§ **Task item**:
With the records below as your source, retype each line exactly from the top down to the line that contains "expands them server-side.", and include that line.

§ **Material to process**:
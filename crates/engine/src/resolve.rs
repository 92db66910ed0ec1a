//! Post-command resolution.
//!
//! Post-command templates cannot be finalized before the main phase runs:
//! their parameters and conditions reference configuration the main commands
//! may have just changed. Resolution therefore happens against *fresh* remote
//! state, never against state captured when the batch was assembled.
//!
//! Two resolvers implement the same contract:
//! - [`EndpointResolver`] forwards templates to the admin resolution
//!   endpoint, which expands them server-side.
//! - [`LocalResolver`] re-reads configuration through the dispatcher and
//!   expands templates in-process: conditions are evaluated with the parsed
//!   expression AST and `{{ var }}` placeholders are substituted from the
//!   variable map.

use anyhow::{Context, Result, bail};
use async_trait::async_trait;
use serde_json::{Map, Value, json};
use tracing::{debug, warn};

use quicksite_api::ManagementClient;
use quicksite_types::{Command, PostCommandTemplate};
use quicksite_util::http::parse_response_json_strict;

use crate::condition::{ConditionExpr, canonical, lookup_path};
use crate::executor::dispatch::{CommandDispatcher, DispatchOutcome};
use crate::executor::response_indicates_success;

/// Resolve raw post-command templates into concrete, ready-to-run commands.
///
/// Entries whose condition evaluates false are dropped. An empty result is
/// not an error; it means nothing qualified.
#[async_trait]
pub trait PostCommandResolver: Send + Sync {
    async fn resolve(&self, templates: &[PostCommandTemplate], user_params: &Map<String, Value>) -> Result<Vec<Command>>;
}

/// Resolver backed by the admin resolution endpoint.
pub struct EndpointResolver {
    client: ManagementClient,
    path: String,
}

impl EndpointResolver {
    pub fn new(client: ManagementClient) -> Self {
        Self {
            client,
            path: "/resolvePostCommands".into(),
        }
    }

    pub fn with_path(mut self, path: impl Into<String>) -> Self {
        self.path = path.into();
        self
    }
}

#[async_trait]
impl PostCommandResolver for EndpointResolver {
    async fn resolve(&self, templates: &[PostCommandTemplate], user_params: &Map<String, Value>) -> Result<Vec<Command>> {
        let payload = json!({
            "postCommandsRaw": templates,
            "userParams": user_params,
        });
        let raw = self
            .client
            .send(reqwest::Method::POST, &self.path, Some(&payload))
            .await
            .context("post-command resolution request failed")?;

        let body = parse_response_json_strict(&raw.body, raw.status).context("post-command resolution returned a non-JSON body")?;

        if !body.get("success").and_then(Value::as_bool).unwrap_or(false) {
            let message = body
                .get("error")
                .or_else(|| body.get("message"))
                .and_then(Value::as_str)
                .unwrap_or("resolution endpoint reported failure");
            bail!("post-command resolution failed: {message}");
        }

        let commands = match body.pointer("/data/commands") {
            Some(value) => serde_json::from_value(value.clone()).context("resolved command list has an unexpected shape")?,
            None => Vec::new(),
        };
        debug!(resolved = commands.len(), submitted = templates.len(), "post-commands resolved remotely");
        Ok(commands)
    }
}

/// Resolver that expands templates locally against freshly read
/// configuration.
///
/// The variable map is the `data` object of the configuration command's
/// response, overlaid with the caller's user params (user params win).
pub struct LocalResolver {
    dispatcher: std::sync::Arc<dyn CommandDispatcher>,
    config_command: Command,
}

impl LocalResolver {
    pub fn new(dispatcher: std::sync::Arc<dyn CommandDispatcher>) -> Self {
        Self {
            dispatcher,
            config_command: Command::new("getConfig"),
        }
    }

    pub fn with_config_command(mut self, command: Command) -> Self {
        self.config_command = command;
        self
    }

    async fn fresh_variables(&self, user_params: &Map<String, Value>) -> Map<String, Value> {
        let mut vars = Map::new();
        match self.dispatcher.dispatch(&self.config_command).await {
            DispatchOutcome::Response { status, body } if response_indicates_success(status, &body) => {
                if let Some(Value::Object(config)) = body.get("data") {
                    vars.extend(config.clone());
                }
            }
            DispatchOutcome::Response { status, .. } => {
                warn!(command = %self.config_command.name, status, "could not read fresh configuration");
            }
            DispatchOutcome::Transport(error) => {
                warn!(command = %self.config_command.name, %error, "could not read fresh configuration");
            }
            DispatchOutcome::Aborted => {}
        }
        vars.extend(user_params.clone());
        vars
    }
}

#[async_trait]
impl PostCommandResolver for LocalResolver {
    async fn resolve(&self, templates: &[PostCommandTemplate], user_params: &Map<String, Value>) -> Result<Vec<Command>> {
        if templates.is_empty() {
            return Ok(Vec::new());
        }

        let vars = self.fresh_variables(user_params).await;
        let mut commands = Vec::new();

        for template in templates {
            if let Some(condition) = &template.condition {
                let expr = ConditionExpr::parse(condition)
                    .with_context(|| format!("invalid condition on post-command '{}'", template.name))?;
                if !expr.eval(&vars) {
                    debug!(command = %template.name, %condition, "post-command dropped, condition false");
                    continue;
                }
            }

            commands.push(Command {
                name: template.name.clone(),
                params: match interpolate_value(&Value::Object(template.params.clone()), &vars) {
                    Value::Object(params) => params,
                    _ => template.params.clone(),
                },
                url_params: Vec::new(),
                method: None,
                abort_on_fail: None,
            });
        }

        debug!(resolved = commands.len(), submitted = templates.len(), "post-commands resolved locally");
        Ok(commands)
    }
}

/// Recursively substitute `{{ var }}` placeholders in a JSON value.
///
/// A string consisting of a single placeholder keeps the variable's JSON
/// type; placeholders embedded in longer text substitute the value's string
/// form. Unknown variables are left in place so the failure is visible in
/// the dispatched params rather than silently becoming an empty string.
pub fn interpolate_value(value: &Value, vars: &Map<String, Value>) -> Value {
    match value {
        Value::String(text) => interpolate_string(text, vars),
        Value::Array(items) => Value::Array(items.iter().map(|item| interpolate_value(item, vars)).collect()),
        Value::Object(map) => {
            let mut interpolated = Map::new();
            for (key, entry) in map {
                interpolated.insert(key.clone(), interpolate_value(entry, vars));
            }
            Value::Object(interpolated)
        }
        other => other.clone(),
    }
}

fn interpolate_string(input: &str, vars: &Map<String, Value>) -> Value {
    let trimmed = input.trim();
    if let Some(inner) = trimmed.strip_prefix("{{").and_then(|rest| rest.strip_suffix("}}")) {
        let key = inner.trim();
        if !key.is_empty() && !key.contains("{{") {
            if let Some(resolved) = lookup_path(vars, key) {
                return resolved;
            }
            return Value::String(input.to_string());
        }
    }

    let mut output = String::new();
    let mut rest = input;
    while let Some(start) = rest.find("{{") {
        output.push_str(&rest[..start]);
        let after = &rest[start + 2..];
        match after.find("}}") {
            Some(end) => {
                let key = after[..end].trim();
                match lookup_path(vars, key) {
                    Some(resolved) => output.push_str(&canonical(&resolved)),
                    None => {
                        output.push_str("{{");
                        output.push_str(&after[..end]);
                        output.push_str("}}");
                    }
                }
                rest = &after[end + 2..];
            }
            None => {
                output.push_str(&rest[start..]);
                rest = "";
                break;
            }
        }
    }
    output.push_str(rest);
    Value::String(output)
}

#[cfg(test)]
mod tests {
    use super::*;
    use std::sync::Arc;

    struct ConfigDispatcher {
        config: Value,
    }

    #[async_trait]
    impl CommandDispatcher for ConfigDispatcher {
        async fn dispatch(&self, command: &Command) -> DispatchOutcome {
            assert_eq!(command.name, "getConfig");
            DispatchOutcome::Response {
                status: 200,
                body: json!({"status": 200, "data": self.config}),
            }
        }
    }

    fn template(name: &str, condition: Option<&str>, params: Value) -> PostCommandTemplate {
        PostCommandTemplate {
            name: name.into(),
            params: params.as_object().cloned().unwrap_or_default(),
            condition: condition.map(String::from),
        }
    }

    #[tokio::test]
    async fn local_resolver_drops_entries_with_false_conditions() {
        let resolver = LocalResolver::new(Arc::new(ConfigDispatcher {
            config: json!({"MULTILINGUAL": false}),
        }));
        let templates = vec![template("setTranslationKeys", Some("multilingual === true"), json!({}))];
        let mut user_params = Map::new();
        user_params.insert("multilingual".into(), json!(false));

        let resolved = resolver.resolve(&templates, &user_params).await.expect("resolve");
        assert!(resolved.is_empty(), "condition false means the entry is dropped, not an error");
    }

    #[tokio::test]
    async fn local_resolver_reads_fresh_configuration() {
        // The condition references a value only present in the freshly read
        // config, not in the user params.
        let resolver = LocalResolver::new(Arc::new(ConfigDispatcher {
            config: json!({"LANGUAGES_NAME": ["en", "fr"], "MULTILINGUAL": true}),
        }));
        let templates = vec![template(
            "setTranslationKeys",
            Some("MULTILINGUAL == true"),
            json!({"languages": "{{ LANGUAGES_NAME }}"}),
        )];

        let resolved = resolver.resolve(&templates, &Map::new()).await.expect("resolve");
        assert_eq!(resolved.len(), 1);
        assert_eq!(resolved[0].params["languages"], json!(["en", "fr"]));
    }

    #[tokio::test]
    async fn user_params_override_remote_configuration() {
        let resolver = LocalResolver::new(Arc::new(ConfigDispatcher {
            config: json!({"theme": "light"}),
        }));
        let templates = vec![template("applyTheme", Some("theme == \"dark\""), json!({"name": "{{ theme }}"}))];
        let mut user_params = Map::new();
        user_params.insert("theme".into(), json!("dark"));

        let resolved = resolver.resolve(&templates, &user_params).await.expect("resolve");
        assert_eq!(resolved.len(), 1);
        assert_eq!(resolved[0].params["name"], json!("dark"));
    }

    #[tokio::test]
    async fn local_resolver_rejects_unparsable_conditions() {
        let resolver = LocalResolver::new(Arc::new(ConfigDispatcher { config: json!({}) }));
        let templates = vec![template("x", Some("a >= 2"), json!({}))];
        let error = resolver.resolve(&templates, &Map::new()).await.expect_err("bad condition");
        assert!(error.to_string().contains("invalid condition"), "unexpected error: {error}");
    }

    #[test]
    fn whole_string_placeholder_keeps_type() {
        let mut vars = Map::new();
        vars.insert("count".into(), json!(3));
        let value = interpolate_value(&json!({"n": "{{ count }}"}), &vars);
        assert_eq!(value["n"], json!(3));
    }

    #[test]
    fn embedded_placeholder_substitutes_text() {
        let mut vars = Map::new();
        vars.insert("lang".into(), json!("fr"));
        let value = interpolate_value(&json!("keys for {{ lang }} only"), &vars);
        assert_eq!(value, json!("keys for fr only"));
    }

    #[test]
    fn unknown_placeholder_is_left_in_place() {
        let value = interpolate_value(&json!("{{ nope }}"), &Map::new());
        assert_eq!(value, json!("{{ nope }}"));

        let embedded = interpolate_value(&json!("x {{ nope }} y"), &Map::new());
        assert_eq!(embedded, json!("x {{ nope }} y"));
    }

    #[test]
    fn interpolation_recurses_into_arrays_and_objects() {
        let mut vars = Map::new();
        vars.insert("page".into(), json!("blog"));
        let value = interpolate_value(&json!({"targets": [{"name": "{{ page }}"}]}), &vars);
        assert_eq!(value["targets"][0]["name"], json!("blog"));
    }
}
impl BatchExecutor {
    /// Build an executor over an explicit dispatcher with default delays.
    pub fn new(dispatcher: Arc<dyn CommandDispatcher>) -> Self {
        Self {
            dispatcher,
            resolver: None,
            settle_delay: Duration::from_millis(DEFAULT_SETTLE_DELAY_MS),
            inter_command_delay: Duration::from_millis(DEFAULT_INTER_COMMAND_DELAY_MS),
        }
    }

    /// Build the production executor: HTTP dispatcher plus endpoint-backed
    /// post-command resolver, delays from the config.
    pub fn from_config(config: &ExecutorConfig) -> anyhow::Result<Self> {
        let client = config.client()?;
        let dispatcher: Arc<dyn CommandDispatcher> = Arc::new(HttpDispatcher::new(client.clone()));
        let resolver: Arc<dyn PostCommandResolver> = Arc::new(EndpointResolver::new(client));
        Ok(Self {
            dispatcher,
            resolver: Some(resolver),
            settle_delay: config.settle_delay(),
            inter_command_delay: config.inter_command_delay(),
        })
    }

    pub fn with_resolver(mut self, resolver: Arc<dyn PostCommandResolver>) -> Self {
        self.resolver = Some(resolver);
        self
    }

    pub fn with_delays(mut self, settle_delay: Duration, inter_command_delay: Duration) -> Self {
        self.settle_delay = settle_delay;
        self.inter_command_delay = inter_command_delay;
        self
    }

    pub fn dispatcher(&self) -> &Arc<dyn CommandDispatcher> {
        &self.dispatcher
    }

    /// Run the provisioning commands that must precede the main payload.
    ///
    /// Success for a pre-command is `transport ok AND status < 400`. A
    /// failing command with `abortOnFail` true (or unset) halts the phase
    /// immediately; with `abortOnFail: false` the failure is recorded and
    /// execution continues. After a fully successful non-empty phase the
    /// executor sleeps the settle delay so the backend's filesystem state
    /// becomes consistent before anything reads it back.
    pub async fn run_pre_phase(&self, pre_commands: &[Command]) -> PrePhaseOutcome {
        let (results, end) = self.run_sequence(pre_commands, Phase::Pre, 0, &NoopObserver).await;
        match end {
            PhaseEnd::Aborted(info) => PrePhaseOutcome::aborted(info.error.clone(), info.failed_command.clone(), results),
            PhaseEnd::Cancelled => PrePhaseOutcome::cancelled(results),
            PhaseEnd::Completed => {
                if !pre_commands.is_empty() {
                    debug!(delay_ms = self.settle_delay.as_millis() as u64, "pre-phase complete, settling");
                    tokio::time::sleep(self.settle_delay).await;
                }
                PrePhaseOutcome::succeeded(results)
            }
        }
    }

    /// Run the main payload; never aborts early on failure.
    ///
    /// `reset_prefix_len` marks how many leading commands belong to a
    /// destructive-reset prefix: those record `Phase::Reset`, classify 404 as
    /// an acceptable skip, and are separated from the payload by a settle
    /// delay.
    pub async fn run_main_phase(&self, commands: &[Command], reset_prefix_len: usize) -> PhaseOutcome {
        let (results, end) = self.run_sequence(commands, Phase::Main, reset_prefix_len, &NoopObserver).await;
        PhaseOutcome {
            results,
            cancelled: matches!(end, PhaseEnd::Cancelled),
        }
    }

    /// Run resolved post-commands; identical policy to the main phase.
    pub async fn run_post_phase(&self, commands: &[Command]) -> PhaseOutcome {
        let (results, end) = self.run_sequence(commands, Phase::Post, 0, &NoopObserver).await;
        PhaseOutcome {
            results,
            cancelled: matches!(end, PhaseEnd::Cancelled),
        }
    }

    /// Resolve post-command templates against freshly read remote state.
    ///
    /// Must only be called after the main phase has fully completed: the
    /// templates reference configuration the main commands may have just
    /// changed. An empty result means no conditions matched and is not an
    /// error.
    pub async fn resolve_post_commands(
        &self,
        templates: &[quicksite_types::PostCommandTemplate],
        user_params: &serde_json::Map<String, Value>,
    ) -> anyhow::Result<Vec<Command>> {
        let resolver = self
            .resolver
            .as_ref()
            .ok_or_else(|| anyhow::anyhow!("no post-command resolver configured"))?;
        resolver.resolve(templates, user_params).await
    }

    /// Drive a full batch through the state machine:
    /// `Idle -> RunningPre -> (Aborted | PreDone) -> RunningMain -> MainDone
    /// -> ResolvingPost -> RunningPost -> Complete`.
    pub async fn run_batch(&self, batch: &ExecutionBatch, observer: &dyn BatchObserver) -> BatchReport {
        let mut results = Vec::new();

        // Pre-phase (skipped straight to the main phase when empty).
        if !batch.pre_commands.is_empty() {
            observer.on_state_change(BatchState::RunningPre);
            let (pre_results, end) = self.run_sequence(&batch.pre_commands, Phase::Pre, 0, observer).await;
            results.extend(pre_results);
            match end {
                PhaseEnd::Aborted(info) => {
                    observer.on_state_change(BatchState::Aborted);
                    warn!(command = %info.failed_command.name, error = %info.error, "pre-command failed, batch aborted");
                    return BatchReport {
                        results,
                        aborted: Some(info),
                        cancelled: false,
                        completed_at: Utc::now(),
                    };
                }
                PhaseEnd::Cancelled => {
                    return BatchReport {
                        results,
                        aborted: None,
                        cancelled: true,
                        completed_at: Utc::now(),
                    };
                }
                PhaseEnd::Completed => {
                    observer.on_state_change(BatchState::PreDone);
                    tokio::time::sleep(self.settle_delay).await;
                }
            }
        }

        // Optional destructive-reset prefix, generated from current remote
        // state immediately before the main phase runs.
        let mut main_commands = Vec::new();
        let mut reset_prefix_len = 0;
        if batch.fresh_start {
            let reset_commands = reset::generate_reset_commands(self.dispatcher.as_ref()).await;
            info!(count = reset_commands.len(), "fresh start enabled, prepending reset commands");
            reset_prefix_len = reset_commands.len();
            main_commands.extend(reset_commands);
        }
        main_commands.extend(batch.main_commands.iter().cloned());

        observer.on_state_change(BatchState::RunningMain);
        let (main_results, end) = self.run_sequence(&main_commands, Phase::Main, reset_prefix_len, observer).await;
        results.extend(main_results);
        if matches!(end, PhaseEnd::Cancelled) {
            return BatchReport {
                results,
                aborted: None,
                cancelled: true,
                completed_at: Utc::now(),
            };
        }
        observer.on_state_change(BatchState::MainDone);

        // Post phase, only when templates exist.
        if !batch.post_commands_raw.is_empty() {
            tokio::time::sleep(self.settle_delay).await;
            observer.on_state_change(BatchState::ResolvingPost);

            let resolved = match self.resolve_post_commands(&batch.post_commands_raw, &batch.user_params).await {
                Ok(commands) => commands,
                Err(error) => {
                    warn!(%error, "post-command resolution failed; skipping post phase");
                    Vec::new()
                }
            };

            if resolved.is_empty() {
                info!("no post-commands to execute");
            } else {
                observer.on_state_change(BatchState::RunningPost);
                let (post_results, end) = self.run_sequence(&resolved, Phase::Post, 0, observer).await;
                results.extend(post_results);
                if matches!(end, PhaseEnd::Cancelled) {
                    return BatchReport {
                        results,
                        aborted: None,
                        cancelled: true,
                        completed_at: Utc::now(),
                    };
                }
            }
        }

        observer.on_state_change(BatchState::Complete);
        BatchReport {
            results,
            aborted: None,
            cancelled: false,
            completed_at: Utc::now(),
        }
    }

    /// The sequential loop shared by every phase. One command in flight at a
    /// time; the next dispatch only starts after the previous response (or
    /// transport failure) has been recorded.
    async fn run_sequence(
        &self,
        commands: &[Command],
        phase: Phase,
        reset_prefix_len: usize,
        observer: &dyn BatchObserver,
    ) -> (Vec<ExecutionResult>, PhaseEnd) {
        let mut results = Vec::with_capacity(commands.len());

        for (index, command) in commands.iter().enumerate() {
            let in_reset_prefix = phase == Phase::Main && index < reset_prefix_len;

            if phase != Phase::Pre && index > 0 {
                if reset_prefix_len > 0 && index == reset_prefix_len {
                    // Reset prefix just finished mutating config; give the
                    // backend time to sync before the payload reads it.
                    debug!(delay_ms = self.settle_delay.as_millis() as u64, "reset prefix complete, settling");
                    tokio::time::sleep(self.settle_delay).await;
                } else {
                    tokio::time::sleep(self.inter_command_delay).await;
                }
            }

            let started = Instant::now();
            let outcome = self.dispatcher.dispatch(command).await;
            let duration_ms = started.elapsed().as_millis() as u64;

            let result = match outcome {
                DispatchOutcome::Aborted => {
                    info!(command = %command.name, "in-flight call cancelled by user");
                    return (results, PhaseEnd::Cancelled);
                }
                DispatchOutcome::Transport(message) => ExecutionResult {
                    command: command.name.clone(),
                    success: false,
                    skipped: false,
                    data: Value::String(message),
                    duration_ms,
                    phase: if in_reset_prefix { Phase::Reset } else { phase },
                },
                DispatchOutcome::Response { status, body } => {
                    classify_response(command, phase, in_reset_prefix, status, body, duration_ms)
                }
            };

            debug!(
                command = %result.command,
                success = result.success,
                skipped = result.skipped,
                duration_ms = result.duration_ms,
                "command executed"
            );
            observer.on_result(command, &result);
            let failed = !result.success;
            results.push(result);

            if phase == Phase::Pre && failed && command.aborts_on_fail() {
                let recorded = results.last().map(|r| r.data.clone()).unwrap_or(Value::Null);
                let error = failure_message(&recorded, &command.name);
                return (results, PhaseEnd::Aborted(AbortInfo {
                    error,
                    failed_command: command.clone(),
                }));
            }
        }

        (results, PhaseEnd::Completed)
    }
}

§ **Exercise solution**:
filename crates/engine/src/resolve.rs
repository 92db66910ed0ec1a
//! Post-command resolution.
//!
//! Post-command templates cannot be finalized before the main phase runs:
//! their parameters and conditions reference configuration the main commands
//! may have just changed. Resolution therefore happens against *fresh* remote
//! state, never against state captured when the batch was assembled.
//!
//! Two resolvers implement the same contract:
//! - [`EndpointResolver`] forwards templates to the admin resolution
//!   endpoint, which expands them server-side.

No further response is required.